L'hommage de Lausanne à Juan Antonio Samaranch aura été raté jusqu'au bout. Après la controverse sur la bourgeoisie d'honneur, des perturbateurs ont fait irruption jeudi soir lors de la cérémonie officielle de remise de la clé de la capitale olympique au président sortant du CIO. Cet incident a suscité une nouvelle polémique à Lausanne, dans un climat préélectoral déjà tendu.

Les trois membres radicaux de la Municipalité, minoritaires à l'exécutif, crient leur indignation, reprochant au syndic et au directeur de la police de ne pas avoir su éviter ce chahut, alors qu'ils étaient au courant, et d'avoir tardé à y mettre fin. «Ils sont en train de détruire l'image d'accueil de Lausanne, au moment où il faut assurer la succession de Samaranch et gagner l'agence mondiale antidopage», lance Olivier Français. Les minoritaires ont réclamé une réunion urgente de la Municipalité. Absent vendredi, le syndic Jean-Jacques Schilt n'a pas réagi officiellement.

Le syndicat CoMedia avait décidé de parasiter la cérémonie, afin d'attaquer François Carrard, le directeur du CIO, qui est aussi président du conseil d'administration des Presses Centrales de Lausanne S.A. Cette entreprise a quitté récemment la faîtière patronale suisse et le syndicat la soupçonne de vouloir se soustraire aux normes de la convention collective. C'est déjà une action de CoMedia aux Presses Centrales qui avait suscité il y a peu une intervention controversée de la police.

Jeudi soir, parc Mon-Repos, des syndicalistes ont d'abord manifesté hors de la fête, tenus à distance. Mais une seconde perturbation s'est produite au sein de la cérémonie, alors que celle-ci touchait à sa fin. Le syndicaliste Bruno Clément, présent dans la salle comme journaliste, s'est emparé du micro, et deux conseillères communales POP, faisant partie des invités officiels, déroulaient une banderole.

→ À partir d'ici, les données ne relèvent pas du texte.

//! Error types for each stage of a link check
//!
//! Connectivity, parse and I/O failures are all fatal for the run. The only
//! non-fatal condition, a free-text pattern that does not match, never becomes
//! an error value at all.
//!
//! Messages never repeat their `source`; print the whole chain (`{:#}` on an
//! `anyhow::Error`) to see the cause.

use std::io;
use std::path::PathBuf;
use thiserror::Error;

use crate::runner::RunStage;

/// Failures while probing the link (ping and FTP transfers)
#[derive(Debug, Error)]
pub enum ProbeError {
    #[error("failed to run ping against {host}")]
    PingSpawn {
        host: String,
        #[source]
        source: io::Error,
    },

    #[error("no round-trip summary in ping output for {host}, no connectivity to the FTP server?")]
    NoPingSummary { host: String },

    #[error("FTP connection to {host} failed: {message}")]
    FtpConnect { host: String, message: String },

    #[error("FTP login to {host} as '{user}' rejected: {message}")]
    FtpLogin {
        host: String,
        user: String,
        message: String,
    },

    #[error("FTP {operation} of '{file}' failed: {message}")]
    FtpTransfer {
        operation: &'static str,
        file: String,
        message: String,
    },

    #[error("cannot {operation} local test file {}", path.display())]
    TestFile {
        operation: &'static str,
        path: PathBuf,
        #[source]
        source: io::Error,
    },

    #[error("background transfer task failed: {0}")]
    Task(String),
}

/// Failures opening or using the remote shell on the device
#[derive(Debug, Error)]
pub enum DeviceError {
    #[error("device {host}:{port} unreachable")]
    Unreachable {
        host: String,
        port: u16,
        #[source]
        source: io::Error,
    },

    #[error("SSH handshake with {host} failed: {message}")]
    Handshake { host: String, message: String },

    #[error("SSH authentication to {host} as '{user}' rejected")]
    AuthRejected { host: String, user: String },

    #[error("running '{command}' on {host} failed: {message}")]
    Exec {
        host: String,
        command: String,
        message: String,
    },

    #[error("device session with {host} timed out after {timeout_secs}s")]
    Timeout { host: String, timeout_secs: u64 },

    #[error("device credentials are required for this device family")]
    MissingTarget,

    #[error("background session task failed: {0}")]
    Task(String),
}

/// Failures turning raw device output into a stats record.
///
/// Only the structured strategy produces these; pattern extraction degrades
/// field by field instead.
#[derive(Debug, Error)]
pub enum ExtractError {
    #[error("device status document is not well-formed: {0}")]
    MalformedDocument(String),

    #[error("no WAN interface reports connection_state \"connected\" ({candidates} candidates inspected)")]
    NoConnectedWan { candidates: usize },

    #[error("WAN device '{device}' is missing required field '{field}'")]
    MissingField { device: String, field: String },
}

/// Failures building or persisting the report row
#[derive(Debug, Error)]
pub enum ReportError {
    #[error("{direction} elapsed time must be positive, got {elapsed_secs}s")]
    InvalidElapsed {
        direction: &'static str,
        elapsed_secs: f64,
    },

    #[error("device stats do not match the selected family ({family})")]
    FamilyMismatch { family: String },

    #[error("cannot {operation} report file {}", path.display())]
    Io {
        operation: &'static str,
        path: PathBuf,
        #[source]
        source: io::Error,
    },

    #[error("cannot write CSV row to {}", path.display())]
    Csv {
        path: PathBuf,
        #[source]
        source: csv::Error,
    },
}

/// Invalid settings or argument combinations
#[derive(Debug, Error)]
pub enum ConfigError {
    #[error("failed to load settings")]
    Load(#[from] ::config::ConfigError),

    #[error("device family '{family}' requires device host, username and password")]
    MissingDeviceArguments { family: String },

    #[error("invalid setting {key}: {message}")]
    Invalid { key: &'static str, message: String },
}

/// Error of a whole run: the failing stage plus its cause
#[derive(Debug, Error)]
#[error("link check failed during {stage}")]
pub struct RunError {
    pub stage: RunStage,
    #[source]
    pub source: StageError,
}

/// Cause of a failed stage
#[derive(Debug, Error)]
pub enum StageError {
    #[error(transparent)]
    Probe(#[from] ProbeError),

    #[error(transparent)]
    Device(#[from] DeviceError),

    #[error(transparent)]
    Extract(#[from] ExtractError),

    #[error(transparent)]
    Report(#[from] ReportError),
}
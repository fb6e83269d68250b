//! ICMP latency probe using the system `ping` binary

use log::{debug, error, info};
use regex::Regex;
use std::sync::LazyLock;
use tokio::process::Command;

use crate::errors::ProbeError;
use crate::models::probe::PingStats;

// Linux prints `rtt min/avg/max/mdev`, BSD and macOS `round-trip min/avg/max/stddev`.
static PING_SUMMARY_RE: LazyLock<Regex> = LazyLock::new(|| {
    Regex::new(
        r"(?:rtt|round-trip) min/avg/max/(?:mdev|stddev) = (\d+\.\d+)/(\d+\.\d+)/(\d+\.\d+)/(\d+\.\d+)",
    )
    .unwrap()
});

/// Extracts min/avg/max/jitter from ping's summary line.
///
/// Returns `None` when the output has no summary, which is what ping prints
/// when every echo request was lost.
pub fn parse_ping_summary(output: &str) -> Option<PingStats> {
    let captures = PING_SUMMARY_RE.captures(output)?;
    Some(PingStats {
        min: captures[1].to_string(),
        avg: captures[2].to_string(),
        max: captures[3].to_string(),
        jitter: captures[4].to_string(),
    })
}

/// Sends `count` echo requests to `host` and parses the summary
pub async fn run_ping(host: &str, count: u32) -> Result<PingStats, ProbeError> {
    info!("Pinging {} ({} echo requests)", host, count);

    let output = Command::new("ping")
        .arg("-c")
        .arg(count.to_string())
        .arg(host)
        .output()
        .await
        .map_err(|source| ProbeError::PingSpawn {
            host: host.to_string(),
            source,
        })?;

    let stdout = String::from_utf8_lossy(&output.stdout);
    debug!(
        "ping exited with {} ({} bytes of output)",
        output.status,
        stdout.len()
    );

    match parse_ping_summary(&stdout) {
        Some(stats) => {
            info!(
                "Ping {}: min={}ms avg={}ms max={}ms jitter={}ms",
                host, stats.min, stats.avg, stats.max, stats.jitter
            );
            Ok(stats)
        }
        None => {
            error!(
                "No ping summary from {}: {}",
                host,
                String::from_utf8_lossy(&output.stderr).trim()
            );
            Err(ProbeError::NoPingSummary {
                host: host.to_string(),
            })
        }
    }
}
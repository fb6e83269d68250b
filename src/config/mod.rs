//! Layered configuration
//!
//! Built-in defaults, then an optional TOML file, then `LINKCHECK_*`
//! environment variables (`__` separates nested keys, e.g.
//! `LINKCHECK_DEVICE__ZYXEL_TIMEOUT_SECS=900`). Command-line options are
//! applied on top by the caller.

use ::config::{Config, Environment, File};
use log::debug;
use std::path::Path;

pub mod settings;

pub use settings::{DeviceSettings, FtpSettings, Settings};

use crate::errors::ConfigError;

/// Settings file looked up in the working directory when none is given
pub const DEFAULT_CONFIG_NAME: &str = "linkcheck";

const ENV_PREFIX: &str = "LINKCHECK";

/// Loads settings, reading `path` if given (it must then exist)
pub fn load_settings(path: Option<&Path>) -> Result<Settings, ConfigError> {
    let mut builder = Config::builder().add_source(Config::try_from(&Settings::default())?);

    builder = match path {
        Some(path) => {
            debug!("Loading settings from {}", path.display());
            builder.add_source(File::from(path).required(true))
        }
        None => builder.add_source(File::with_name(DEFAULT_CONFIG_NAME).required(false)),
    };

    let settings: Settings = builder
        .add_source(
            Environment::with_prefix(ENV_PREFIX)
                .prefix_separator("_")
                .separator("__")
                .try_parsing(true),
        )
        .build()?
        .try_deserialize()?;

    validate(&settings)?;
    Ok(settings)
}

fn validate(settings: &Settings) -> Result<(), ConfigError> {
    if settings.ping_count == 0 {
        return Err(ConfigError::Invalid {
            key: "ping_count",
            message: "at least one echo request is needed".to_string(),
        });
    }
    if settings.test_file.trim().is_empty() {
        return Err(ConfigError::Invalid {
            key: "test_file",
            message: "must not be empty".to_string(),
        });
    }
    if settings.report_path.trim().is_empty() {
        return Err(ConfigError::Invalid {
            key: "report_path",
            message: "must not be empty".to_string(),
        });
    }
    if settings.device.cradlepoint_timeout_secs == 0 || settings.device.zyxel_timeout_secs == 0 {
        return Err(ConfigError::Invalid {
            key: "device",
            message: "session timeouts must be positive".to_string(),
        });
    }
    Ok(())
}
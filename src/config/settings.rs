use serde::{Deserialize, Serialize};
use std::time::Duration;

use crate::models::family::DeviceFamily;

/// Tunable settings of a link check
#[derive(Debug, Clone, PartialEq, Serialize, Deserialize)]
pub struct Settings {
    /// Echo requests sent to the FTP host
    pub ping_count: u32,
    /// Local file uploaded and then downloaded over FTP
    pub test_file: String,
    /// CSV report that receives one row per run
    pub report_path: String,
    pub ftp: FtpSettings,
    pub device: DeviceSettings,
}

#[derive(Debug, Clone, PartialEq, Serialize, Deserialize)]
pub struct FtpSettings {
    pub port: u16,
    pub passive: bool,
}

#[derive(Debug, Clone, PartialEq, Serialize, Deserialize)]
pub struct DeviceSettings {
    pub ssh_port: u16,
    /// Remote shell timeout for Cradlepoint routers (seconds)
    pub cradlepoint_timeout_secs: u64,
    /// Remote shell timeout for Zyxel modems (seconds), their status command is slow
    pub zyxel_timeout_secs: u64,
}

impl Default for Settings {
    fn default() -> Self {
        Self {
            ping_count: 2,
            test_file: "1kb.test".to_string(),
            report_path: "modemtestreport.csv".to_string(),
            ftp: FtpSettings {
                port: 21,
                passive: true,
            },
            device: DeviceSettings {
                ssh_port: 22,
                cradlepoint_timeout_secs: 30,
                zyxel_timeout_secs: 600,
            },
        }
    }
}

impl DeviceSettings {
    /// Session timeout for `family`
    pub fn timeout_for(&self, family: DeviceFamily) -> Duration {
        let secs = match family {
            DeviceFamily::Zyxel => self.zyxel_timeout_secs,
            DeviceFamily::None | DeviceFamily::Cradlepoint350 | DeviceFamily::Cradlepoint750 => {
                self.cradlepoint_timeout_secs
            }
        };
        Duration::from_secs(secs)
    }
}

Le syndic socialiste et le directeur de police popiste Bernard Métraux se retrouvent à nouveau sur la sellette à cause du conflit entre CoMedia et les Presses centrales. Il y a trois mois, après avoir ordonné l'opération de police à l'imprimerie, ils avaient dû faire leur mea culpa auprès de leurs troupes, admettre leur «erreur politique». Cette fois, c'est la droite qui les prend à partie. Informé de la manifestation, le syndic avait cru pouvoir la désamorcer. Il a été convenu avec François Carrard que celui-ci n'y participerait pas. Cela n'a pas suffi. Le directeur de police croyait de son côté que «les manifestants resteraient à l'extérieur». Le municipal, qui a laborieusement obtenu le soutien de son parti pour un nouveau mandat municipal, admet qu'il s'agit d'un «beau gâchis», mais critique la droite, qui veut faire «monter la pression.»

Juan Antonio Samaranch a pris la chose avec philosophie. «Il en a déjà beaucoup encaissé et cette fois, il n'était pas la cible principale, relate François Carrard. Les membres du mouvement olympique qui sont réunis cette semaine à Lausanne sont en revanche moins familiers du «je t'aime moi non plus» qu'entretiennent la ville et le CIO. Ils n'ont pu être que choqués par cette manifestation lamentable relayée par les télévisions du monde entier.»